It’s no secret that Intel (NASDAQ: INTC) he fought. The stock is down more than 60% year to date and has been the worst performer in the Dow Jones Industrial Average this year.

The company was once the world’s largest chipmaker, dominating the personal computer (PC) space. This helped it become one of the first two technology companies to join the renowned Dow Jones index, along with Microsoft in the late 1990s. However, the Wintel duo’s paths diverged greatly over the past decade.

Microsoft is a leader in artificial intelligence (AI) that has expanded into other businesses such as cloud computing, while Intel may begin to lose its grip on the PC market to the more advanced. Arm-tokens based on competitors.

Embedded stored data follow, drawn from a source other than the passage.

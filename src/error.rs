//! Error handling module
//!
//! The closed failure taxonomy for the whole application. Every expected
//! failure path is a value of `AppError`; conversion to an HTTP response
//! happens exactly once, in the `IntoResponse` impl (or `into_response_at`
//! when the caller knows the request path).

use axum::{
    http::StatusCode,
    response::{IntoResponse, Response},
    Json,
};
use chrono::Utc;
use serde::Serialize;
use thiserror::Error;
use tracing::{debug, error};

use crate::auth::token::TokenError;

/// Application-wide error type
#[derive(Error, Debug)]
pub enum AppError {
    #[error("Database error: {0}")]
    Database(#[from] tokio_postgres::Error),

    #[error("Pool error: {0}")]
    Pool(#[from] deadpool_postgres::PoolError),

    /// Structural or cryptographic token verification failure. The wire
    /// response is identical for every `TokenError` variant; which check
    /// failed must not be observable by the caller.
    #[error("Invalid token")]
    Token(#[from] TokenError),

    #[error("Credential token is expired")]
    TokenExpired,

    /// Opaque by contract: covers unknown username, password mismatch and
    /// disabled accounts uniformly.
    #[error("Invalid credentials")]
    WrongCredentials,

    /// Identity is known, permission is denied (403, not 401).
    #[error("Access to this resource is denied")]
    UnauthorizedFieldAccess,

    #[error("Account not found")]
    AccountNotFound,

    #[error("Invalid username")]
    DuplicateUsername,

    #[error("Invalid email")]
    DuplicateEmail,

    #[error("You may login and try again!")]
    Unauthenticated,

    #[error("Validation error: {0}")]
    Validation(String),

    #[error("Bad request: {0}")]
    BadRequest(String),

    #[error("Internal error: {0}")]
    Internal(String),
}

/// Error response body: `{message, code, instance?, timestamp}`.
///
/// `instance` is the route that produced the error; filled in where the
/// producer knows it, omitted otherwise.
#[derive(Debug, Serialize)]
pub struct ErrorResponse {
    pub message: String,
    pub code: String,
    #[serde(skip_serializing_if = "Option::is_none")]
    pub instance: Option<String>,
    pub timestamp: String,
}

impl ErrorResponse {
    pub fn build(message: impl Into<String>, code: impl Into<String>) -> Self {
        Self {
            message: message.into(),
            code: code.into(),
            instance: None,
            timestamp: Utc::now().to_rfc3339(),
        }
    }
}

impl AppError {
    /// Map an error value onto its HTTP status and wire body.
    ///
    /// 5xx causes are logged here with full detail; the body stays generic.
    pub fn status_and_body(&self) -> (StatusCode, ErrorResponse) {
        match self {
            AppError::Database(e) => {
                error!("Database error: {:?}", e);
                (
                    StatusCode::INTERNAL_SERVER_ERROR,
                    ErrorResponse::build("An internal error occurred", "INTERNAL_ERROR"),
                )
            }
            AppError::Pool(e) => {
                error!("Pool error: {:?}", e);
                (
                    StatusCode::INTERNAL_SERVER_ERROR,
                    ErrorResponse::build("An internal error occurred", "INTERNAL_ERROR"),
                )
            }
            AppError::Token(e) => {
                debug!("Token verification failed: {}", e);
                (
                    StatusCode::UNAUTHORIZED,
                    ErrorResponse::build("Invalid token", "ACCOUNT_108"),
                )
            }
            AppError::TokenExpired => (
                StatusCode::UNAUTHORIZED,
                ErrorResponse::build("Credential token is expired", "ACCOUNT_107"),
            ),
            AppError::WrongCredentials => (
                StatusCode::UNAUTHORIZED,
                ErrorResponse::build("Invalid credentials", "ACCOUNT_102"),
            ),
            AppError::UnauthorizedFieldAccess => (
                StatusCode::FORBIDDEN,
                ErrorResponse::build("Access to this resource is denied", "ACCOUNT_109"),
            ),
            AppError::AccountNotFound => (
                StatusCode::NOT_FOUND,
                ErrorResponse::build("Account not found", "ACCOUNT_103"),
            ),
            AppError::DuplicateUsername => (
                StatusCode::BAD_REQUEST,
                ErrorResponse::build("Invalid username", "ACCOUNT_100"),
            ),
            AppError::DuplicateEmail => (
                StatusCode::BAD_REQUEST,
                ErrorResponse::build("Invalid email", "ACCOUNT_101"),
            ),
            AppError::Unauthenticated => (
                StatusCode::UNAUTHORIZED,
                ErrorResponse::build("You may login and try again!", "UNAUTHENTICATED"),
            ),
            AppError::Validation(msg) => (
                StatusCode::BAD_REQUEST,
                ErrorResponse::build(msg.clone(), "VALIDATION_ERROR"),
            ),
            AppError::BadRequest(msg) => (
                StatusCode::BAD_REQUEST,
                ErrorResponse::build(msg.clone(), "BAD_REQUEST"),
            ),
            AppError::Internal(msg) => {
                error!("Internal error: {}", msg);
                (
                    StatusCode::INTERNAL_SERVER_ERROR,
                    ErrorResponse::build("An internal error occurred", "INTERNAL_ERROR"),
                )
            }
        }
    }

    /// Convert into a response carrying the originating route as `instance`.
    pub fn into_response_at(self, instance: &str) -> Response {
        let (status, mut body) = self.status_and_body();
        body.instance = Some(instance.to_string());
        (status, Json(body)).into_response()
    }
}

impl IntoResponse for AppError {
    fn into_response(self) -> Response {
        let (status, body) = self.status_and_body();
        (status, Json(body)).into_response()
    }
}

#[cfg(test)]
mod tests {
    use super::*;
    use pretty_assertions::assert_eq;

    #[test]
    fn token_errors_share_one_wire_code() {
        // The three structural failures must be indistinguishable on the wire.
        for err in [
            TokenError::Malformed,
            TokenError::Unsupported,
            TokenError::Invalid,
        ] {
            let (status, body) = AppError::Token(err).status_and_body();
            assert_eq!(status, StatusCode::UNAUTHORIZED);
            assert_eq!(body.code, "ACCOUNT_108");
            assert_eq!(body.message, "Invalid token");
        }
    }

    #[test]
    fn expired_is_distinguishable_from_invalid() {
        let (status, body) = AppError::TokenExpired.status_and_body();
        assert_eq!(status, StatusCode::UNAUTHORIZED);
        assert_eq!(body.code, "ACCOUNT_107");
    }

    #[test]
    fn denied_ownership_is_403_not_401() {
        let (status, _) = AppError::UnauthorizedFieldAccess.status_and_body();
        assert_eq!(status, StatusCode::FORBIDDEN);
    }

    #[test]
    fn instance_is_attached_when_known() {
        let (_, mut body) = AppError::WrongCredentials.status_and_body();
        assert!(body.instance.is_none());
        body.instance = Some("/auth/login".to_string());
        let json = serde_json::to_value(&body).unwrap();
        assert_eq!(json["instance"], "/auth/login");
        assert_eq!(json["code"], "ACCOUNT_102");
        assert!(json["timestamp"].as_str().is_some());
    }
}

In addition, Broadcom just took a big hit in its contract manufacturing business, launched in 2021 to help transform the company. After testing Intel’s newest manufacturing technology, the chipmaker concluded that it was not viable for high-volume production.

Nvidia is the logical replacement

Along with the Intel rumors, there are rumors that its days in the Dow Jones are numbered. The logical replacement would be Nvidia (NASDAQ: NVDA)which is now the world’s largest chip maker. As its revenue grew, the company became the symbol of the AI ​​boom.

Demand for its graphics processing units (GPUs) is currently insatiable as tech companies rush to build the data center infrastructure needed to power AI. Meanwhile, its chips have become the backbone of AI development, with the company believed to have more than 80 percent market share in the GPU space.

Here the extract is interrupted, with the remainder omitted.